OpenAI has partnered with Broadcom and Taiwan Semiconductor Manufacturing Company (TSMC) to develop its first custom AI chip, while adding AMD chips alongside its existing Nvidia infrastructure. The company examined various options to diversify chip supply and reduce costs, including an initial plan to build its own network of chip manufacturing foundries. That foundry plan got shelved due to extensive costs and time requirements.

The global AI chip market sits at $14.9 billion as of 2022 and will reach $383.7 billion by 2032, according to allied market research. Nvidia holds 80% of current market share. OpenAI CEO Sam Altman explained that by collaborating with industry leaders like Broadcom and TSMC, OpenAI aims to accelerate its AI development and ensure a more resilient supply chain.

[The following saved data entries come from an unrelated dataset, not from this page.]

//! Copyright (c) 2025, Kirky.X
//!
//! MIT License
//!
//! 该模块定义了基于 sea-orm 的SQL记录存储，支持SQLite、PostgreSQL和MySQL。

use super::connection::{ensure_database_directory, is_sqlite_memory};
use super::RecordStore;
use crate::config::StoreConfig;
use crate::error::{Result, SyncError};
use crate::model::Record;
use crate::utils::redact_connection_string;
use async_trait::async_trait;
use sea_orm::{
    ConnectOptions, ConnectionTrait, Database, DatabaseConnection, DbBackend, QueryResult,
    Statement, Value,
};
use secrecy::ExposeSecret;
use std::time::Duration;
use tracing::{debug, info, instrument, warn};

/// SQL记录存储
///
/// 表结构：自增主键 `pk`、唯一的 `record_id`、`name`。
/// 主键决定 `find_all` 的返回顺序，并作为插入时返回的存储标识。
pub struct SqlStore {
    connection: DatabaseConnection,
    backend: DbBackend,
    table: String,
}

impl std::fmt::Debug for SqlStore {
    fn fmt(&self, f: &mut std::fmt::Formatter<'_>) -> std::fmt::Result {
        f.debug_struct("SqlStore")
            .field("backend", &self.backend)
            .field("table", &self.table)
            .finish()
    }
}

impl SqlStore {
    /// 连接SQL存储
    ///
    /// 表名必须已通过配置校验（仅包含字母、数字和下划线）
    #[instrument(skip(config), level = "info", name = "init_sql_store")]
    pub async fn connect(config: &StoreConfig) -> Result<Self> {
        let url = config.connection_string.expose_secret();
        ensure_database_directory(url)?;
        info!("Connecting to store at {}", redact_connection_string(url));

        let mut opt = ConnectOptions::new(url.to_string());
        opt.connect_timeout(Duration::from_millis(config.connect_timeout_ms))
            .sqlx_logging(false);
        if is_sqlite_memory(url) {
            // 每个连接都是一个独立的内存数据库
            opt.max_connections(1).min_connections(1);
        } else {
            opt.max_connections(config.max_connections);
        }

        let connection = Database::connect(opt)
            .await
            .map_err(|e| SyncError::Store(format!("Failed to open database: {}", e)))?;
        let backend = connection.get_database_backend();
        debug!("Store backend: {:?}", backend);

        Ok(Self {
            connection,
            backend,
            table: config.table.clone(),
        })
    }

    fn param(&self, n: usize) -> String {
        match self.backend {
            DbBackend::Postgres => format!("${}", n),
            _ => "?".to_string(),
        }
    }

    fn statement(&self, sql: String, values: Vec<Value>) -> Statement {
        Statement::from_sql_and_values(self.backend, sql, values)
    }

    fn decode_row(row: &QueryResult) -> Result<Record> {
        let id: String = row.try_get("", "record_id")?;
        let name: String = row.try_get("", "name")?;
        Ok(Record { id, name })
    }

    fn create_table_sql(&self) -> String {
        let t = &self.table;
        match self.backend {
            DbBackend::Sqlite => format!(
                "CREATE TABLE IF NOT EXISTS {t} (\
                 pk INTEGER PRIMARY KEY AUTOINCREMENT, \
                 record_id TEXT NOT NULL, \
                 name TEXT NOT NULL)"
            ),
            DbBackend::Postgres => format!(
                "CREATE TABLE IF NOT EXISTS {t} (\
                 pk BIGSERIAL PRIMARY KEY, \
                 record_id TEXT NOT NULL, \
                 name TEXT NOT NULL)"
            ),
            // MySQL 不支持 CREATE INDEX IF NOT EXISTS，唯一键随表一起创建
            DbBackend::MySql => format!(
                "CREATE TABLE IF NOT EXISTS {t} (\
                 pk BIGINT NOT NULL AUTO_INCREMENT PRIMARY KEY, \
                 record_id VARCHAR(255) NOT NULL, \
                 name TEXT NOT NULL, \
                 UNIQUE KEY uq_{t}_record_id (record_id))"
            ),
        }
    }

    async fn exists(&self, id: &str) -> Result<bool> {
        let sql = format!(
            "SELECT record_id FROM {} WHERE record_id = {}",
            self.table,
            self.param(1)
        );
        let row = self
            .connection
            .query_one(self.statement(sql, vec![id.to_owned().into()]))
            .await?;
        Ok(row.is_some())
    }
}

#[async_trait]
impl RecordStore for SqlStore {
    fn name(&self) -> &'static str {
        match self.backend {
            DbBackend::Sqlite => "sqlite",
            DbBackend::Postgres => "postgres",
            DbBackend::MySql => "mysql",
        }
    }

    #[instrument(skip(self), level = "info", fields(table = %self.table))]
    async fn ensure_schema(&self) -> Result<()> {
        self.connection
            .execute(Statement::from_string(self.backend, self.create_table_sql()))
            .await
            .map_err(|e| SyncError::Store(format!("Could not create table: {}", e)))?;

        if self.backend != DbBackend::MySql {
            let sql = format!(
                "CREATE UNIQUE INDEX IF NOT EXISTS uq_{t}_record_id ON {t} (record_id)",
                t = self.table
            );
            if let Err(e) = self
                .connection
                .execute(Statement::from_string(self.backend, sql))
                .await
            {
                warn!("Could not create unique index on record_id: {}", e);
            }
        }
        Ok(())
    }

    #[instrument(skip(self), level = "debug")]
    async fn find_one(&self, id: &str) -> Result<Record> {
        let sql = format!(
            "SELECT record_id, name FROM {} WHERE record_id = {}",
            self.table,
            self.param(1)
        );
        let row = self
            .connection
            .query_one(self.statement(sql, vec![id.to_owned().into()]))
            .await?;
        match row {
            Some(row) => Self::decode_row(&row),
            None => Err(SyncError::NotFound(id.to_string())),
        }
    }

    #[instrument(skip(self, out), level = "debug")]
    async fn find_all_into(&self, out: &mut Vec<Record>) -> Result<()> {
        let sql = format!("SELECT record_id, name FROM {} ORDER BY pk", self.table);
        let rows = self
            .connection
            .query_all(Statement::from_string(self.backend, sql))
            .await?;

        let start = out.len();
        out.reserve(rows.len());
        for row in &rows {
            match Self::decode_row(row) {
                Ok(record) => out.push(record),
                Err(e) => {
                    out.truncate(start);
                    return Err(e);
                }
            }
        }
        debug!("Loaded {} records from store", rows.len());
        Ok(())
    }

    #[instrument(skip(self, record), level = "debug", fields(id = %record.id))]
    async fn insert(&self, record: &Record) -> Result<String> {
        let values: Vec<Value> = vec![record.id.clone().into(), record.name.clone().into()];
        let insert = format!(
            "INSERT INTO {} (record_id, name) VALUES ({}, {})",
            self.table,
            self.param(1),
            self.param(2)
        );

        match self.backend {
            DbBackend::MySql => {
                let result = self
                    .connection
                    .execute(self.statement(insert, values))
                    .await?;
                Ok(result.last_insert_id().to_string())
            }
            _ => {
                let row = self
                    .connection
                    .query_one(self.statement(format!("{} RETURNING pk", insert), values))
                    .await?
                    .ok_or_else(|| SyncError::Store("insert returned no row".to_string()))?;
                let pk: i64 = row.try_get("", "pk")?;
                Ok(pk.to_string())
            }
        }
    }

    #[instrument(skip(self), level = "debug")]
    async fn update_name(&self, id: &str, name: &str) -> Result<()> {
        let sql = format!(
            "UPDATE {} SET name = {} WHERE record_id = {}",
            self.table,
            self.param(1),
            self.param(2)
        );
        let result = self
            .connection
            .execute(self.statement(sql, vec![name.to_owned().into(), id.to_owned().into()]))
            .await?;

        // MySQL 在值未变化时报告0行受影响
        if result.rows_affected() == 0 && !self.exists(id).await? {
            return Err(SyncError::NotFound(id.to_string()));
        }
        Ok(())
    }

    #[instrument(skip(self), level = "debug")]
    async fn delete(&self, id: &str) -> Result<()> {
        let sql = format!(
            "DELETE FROM {} WHERE record_id = {}",
            self.table,
            self.param(1)
        );
        let result = self
            .connection
            .execute(self.statement(sql, vec![id.to_owned().into()]))
            .await?;
        if result.rows_affected() == 0 {
            return Err(SyncError::NotFound(id.to_string()));
        }
        Ok(())
    }

    async fn ping(&self) -> Result<()> {
        Ok(self.connection.ping().await?)
    }
}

A team of 20 engineers now works on the chip project at OpenAI, including Thomas Norrie and Richard Ho, who previously built Tensor Processing Units at Google. Through the Broadcom partnership, OpenAI has locked in manufacturing capacity at TSMC, aiming for first chip production in 2026, though sources note this timeline might shift.

The numbers tell a clear story about why OpenAI needs this move. The company projects $5 billion in losses this year against $3.7 billion in revenue. Computing costs eat up the largest portion of expenses. The market responded immediately to the news – Broadcom shares increased 4.5% while AMD gained 3.7%.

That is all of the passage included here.